# Brief:
The expected output is the complete data, reproduced exactly.

Top of Entries shown

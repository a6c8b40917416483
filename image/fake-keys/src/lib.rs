// Licensed under the Apache-2.0 license

//! Development RSA-1024 key pair. Integers are little-endian; the public
//! exponent is 65537. Never use these outside of tests and emulation.

pub const DEV_RSA_MODULUS: [u8; 128] = [
    0x83, 0xbc, 0x75, 0x00, 0x4f, 0x96, 0x8b, 0xd1, 0x5e, 0xd9, 0xb3, 0xf4,
    0x8a, 0x98, 0x05, 0x71, 0x8a, 0x53, 0xf1, 0x63, 0x95, 0x8b, 0x26, 0x17,
    0x55, 0x97, 0xb0, 0x0f, 0x33, 0x58, 0xad, 0x69, 0xbc, 0x7d, 0x89, 0xd7,
    0x85, 0xbf, 0xdd, 0x30, 0x14, 0x69, 0x64, 0x23, 0xc8, 0x8e, 0x5f, 0xd1,
    0x33, 0xb5, 0x5d, 0x92, 0xdc, 0xe9, 0x44, 0x1a, 0xf3, 0xd5, 0x3b, 0x52,
    0x65, 0x08, 0xa7, 0xbb, 0xe5, 0x71, 0xdb, 0xfc, 0xdf, 0xde, 0xf1, 0x37,
    0xe8, 0x6f, 0xb2, 0x94, 0x6c, 0x41, 0x5f, 0xbe, 0xbf, 0x2b, 0x4f, 0x46,
    0x0a, 0x39, 0xa2, 0xb2, 0x22, 0x59, 0xfe, 0x4b, 0x82, 0x3f, 0x25, 0x47,
    0x53, 0x33, 0xa9, 0xb5, 0x3b, 0x5a, 0x5d, 0x3f, 0x50, 0x09, 0x0a, 0x38,
    0x0b, 0x3b, 0x37, 0xa2, 0xa0, 0x25, 0x28, 0xfa, 0x07, 0x4b, 0xb8, 0xac,
    0x78, 0xfe, 0xe2, 0xab, 0xcc, 0x08, 0xd7, 0xad,
];

pub const DEV_RSA_PRIVATE_EXPONENT: [u8; 128] = [
    0x69, 0x25, 0xc3, 0xd2, 0x6c, 0xa2, 0x68, 0x23, 0x33, 0xb2, 0x64, 0xd0,
    0xeb, 0x70, 0xc5, 0x0e, 0xe1, 0xa7, 0x02, 0x6f, 0xcf, 0xae, 0xf7, 0xd3,
    0x38, 0x4a, 0xde, 0xac, 0x4d, 0xdd, 0x22, 0x00, 0x0b, 0xc7, 0x4b, 0x71,
    0x0b, 0x40, 0x50, 0x92, 0x9b, 0x89, 0x59, 0xed, 0xa1, 0x62, 0xbe, 0xd4,
    0x81, 0xcd, 0xa4, 0x51, 0x5d, 0x23, 0xcd, 0xd7, 0x00, 0x64, 0x40, 0x5c,
    0xd1, 0x25, 0xc3, 0x94, 0x4a, 0x42, 0x3f, 0x47, 0x53, 0xe7, 0x06, 0x96,
    0x17, 0xf6, 0x31, 0x86, 0xf3, 0xd5, 0x9d, 0xe2, 0x7d, 0xde, 0x54, 0xc8,
    0x50, 0x89, 0x30, 0x9c, 0x8e, 0x57, 0xe7, 0xf1, 0xd8, 0x34, 0x5d, 0x3b,
    0x80, 0xf7, 0x8c, 0xad, 0xbb, 0x73, 0x66, 0x82, 0x81, 0x01, 0x28, 0x58,
    0x23, 0x2e, 0x7d, 0x49, 0xad, 0xa1, 0x2f, 0x67, 0x1e, 0x93, 0x02, 0x3d,
    0xe6, 0x4f, 0x18, 0x29, 0x3a, 0xe3, 0xb4, 0x63,
];

#[cfg(test)]
mod tests {
    use super::*;
    use chaos_emu_crypto::{rsa_modexp, RSA_PUBLIC_EXPONENT};

    #[test]
    fn test_key_pair_round_trips() {
        let msg = [0x5a; 32];
        let sig = rsa_modexp(&DEV_RSA_MODULUS, &DEV_RSA_PRIVATE_EXPONENT, &msg).unwrap();
        let out = rsa_modexp(&DEV_RSA_MODULUS, &RSA_PUBLIC_EXPONENT.to_le_bytes(), &sig).unwrap();
        assert_eq!(&out[..32], &msg);
        assert!(out[32..].iter().all(|&b| b == 0));
    }

    #[test]
    fn test_modulus_top_byte_set() {
        assert_ne!(DEV_RSA_MODULUS[DEV_RSA_MODULUS.len() - 1], 0);
    }
}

Bottom of Entries shown

# Response box:
repository a6c8b40917416483
filename image/fake-keys/src/lib.rs
// Licensed under the Apache-2.0 license

//! Development RSA-1024 key pair. Integers are little-endian; the public
//! exponent is 65537. Never use these outside of tests and emulation.

pub const DEV_RSA_MODULUS: [u8; 128] = [
    0x83, 0xbc, 0x75, 0x00, 0x4f, 0x96, 0x8b, 0xd1, 0x5e, 0xd9, 0xb3, 0xf4,
    0x8a, 0x98, 0x05, 0x71, 0x8a, 0x53, 0xf1, 0x63, 0x95, 0x8b, 0x26, 0x17,
    0x55, 0x97, 0xb0, 0x0f, 0x33, 0x58, 0xad, 0x69, 0xbc, 0x7d, 0x89, 0xd7,
    0x85, 0xbf, 0xdd, 0x30, 0x14, 0x69, 0x64, 0x23, 0xc8, 0x8e, 0x5f, 0xd1,
    0x33, 0xb5, 0x5d, 0x92, 0xdc, 0xe9, 0x44, 0x1a, 0xf3, 0xd5, 0x3b, 0x52,
    0x65, 0x08, 0xa7, 0xbb, 0xe5, 0x71, 0xdb, 0xfc, 0xdf, 0xde, 0xf1, 0x37,
    0xe8, 0x6f, 0xb2, 0x94, 0x6c, 0x41, 0x5f, 0xbe, 0xbf, 0x2b, 0x4f, 0x46,
    0x0a, 0x39, 0xa2, 0xb2, 0x22, 0x59, 0xfe, 0x4b, 0x82, 0x3f, 0x25, 0x47,
    0x53, 0x33, 0xa9, 0xb5, 0x3b, 0x5a, 0x5d, 0x3f, 0x50, 0x09, 0x0a, 0x38,
    0x0b, 0x3b, 0x37, 0xa2, 0xa0, 0x25, 0x28, 0xfa, 0x07, 0x4b, 0xb8, 0xac,
    0x78, 0xfe, 0xe2, 0xab, 0xcc, 0x08, 0xd7, 0xad,
];

pub const DEV_RSA_PRIVATE_EXPONENT: [u8; 128] = [
    0x69, 0x25, 0xc3, 0xd2, 0x6c, 0xa2, 0x68, 0x23, 0x33, 0xb2, 0x64, 0xd0,
    0xeb, 0x70, 0xc5, 0x0e, 0xe1, 0xa7, 0x02, 0x6f, 0xcf, 0xae, 0xf7, 0xd3,
    0x38, 0x4a, 0xde, 0xac, 0x4d, 0xdd, 0x22, 0x00, 0x0b, 0xc7, 0x4b, 0x71,
    0x0b, 0x40, 0x50, 0x92, 0x9b, 0x89, 0x59, 0xed, 0xa1, 0x62, 0xbe, 0xd4,
    0x81, 0xcd, 0xa4, 0x51, 0x5d, 0x23, 0xcd, 0xd7, 0x00, 0x64, 0x40, 0x5c,
    0xd1, 0x25, 0xc3, 0x94, 0x4a, 0x42, 0x3f, 0x47, 0x53, 0xe7, 0x06, 0x96,
    0x17, 0xf6, 0x31, 0x86, 0xf3, 0xd5, 0x9d, 0xe2, 0x7d, 0xde, 0x54, 0xc8,
    0x50, 0x89, 0x30, 0x9c, 0x8e, 0x57, 0xe7, 0xf1, 0xd8, 0x34, 0x5d, 0x3b,
    0x80, 0xf7, 0x8c, 0xad, 0xbb, 0x73, 0x66, 0x82, 0x81, 0x01, 0x28, 0x58,
    0x23, 0x2e, 0x7d, 0x49, 0xad, 0xa1, 0x2f, 0x67, 0x1e, 0x93, 0x02, 0x3d,
    0xe6, 0x4f, 0x18, 0x29, 0x3a, 0xe3, 0xb4, 0x63,
];

#[cfg(test)]
mod tests {
    use super::*;
    use chaos_emu_crypto::{rsa_modexp, RSA_PUBLIC_EXPONENT};

    #[test]
    fn test_key_pair_round_trips() {
        let msg = [0x5a; 32];
        let sig = rsa_modexp(&DEV_RSA_MODULUS, &DEV_RSA_PRIVATE_EXPONENT, &msg).unwrap();
        let out = rsa_modexp(&DEV_RSA_MODULUS, &RSA_PUBLIC_EXPONENT.to_le_bytes(), &sig).unwrap();
        assert_eq!(&out[..32], &msg);
        assert!(out[32..].iter().all(|&b| b == 0));
    }

    #[test]
    fn test_modulus_top_byte_set() {
        assert_ne!(DEV_RSA_MODULUS[DEV_RSA_MODULUS.len() - 1], 0);
    }
}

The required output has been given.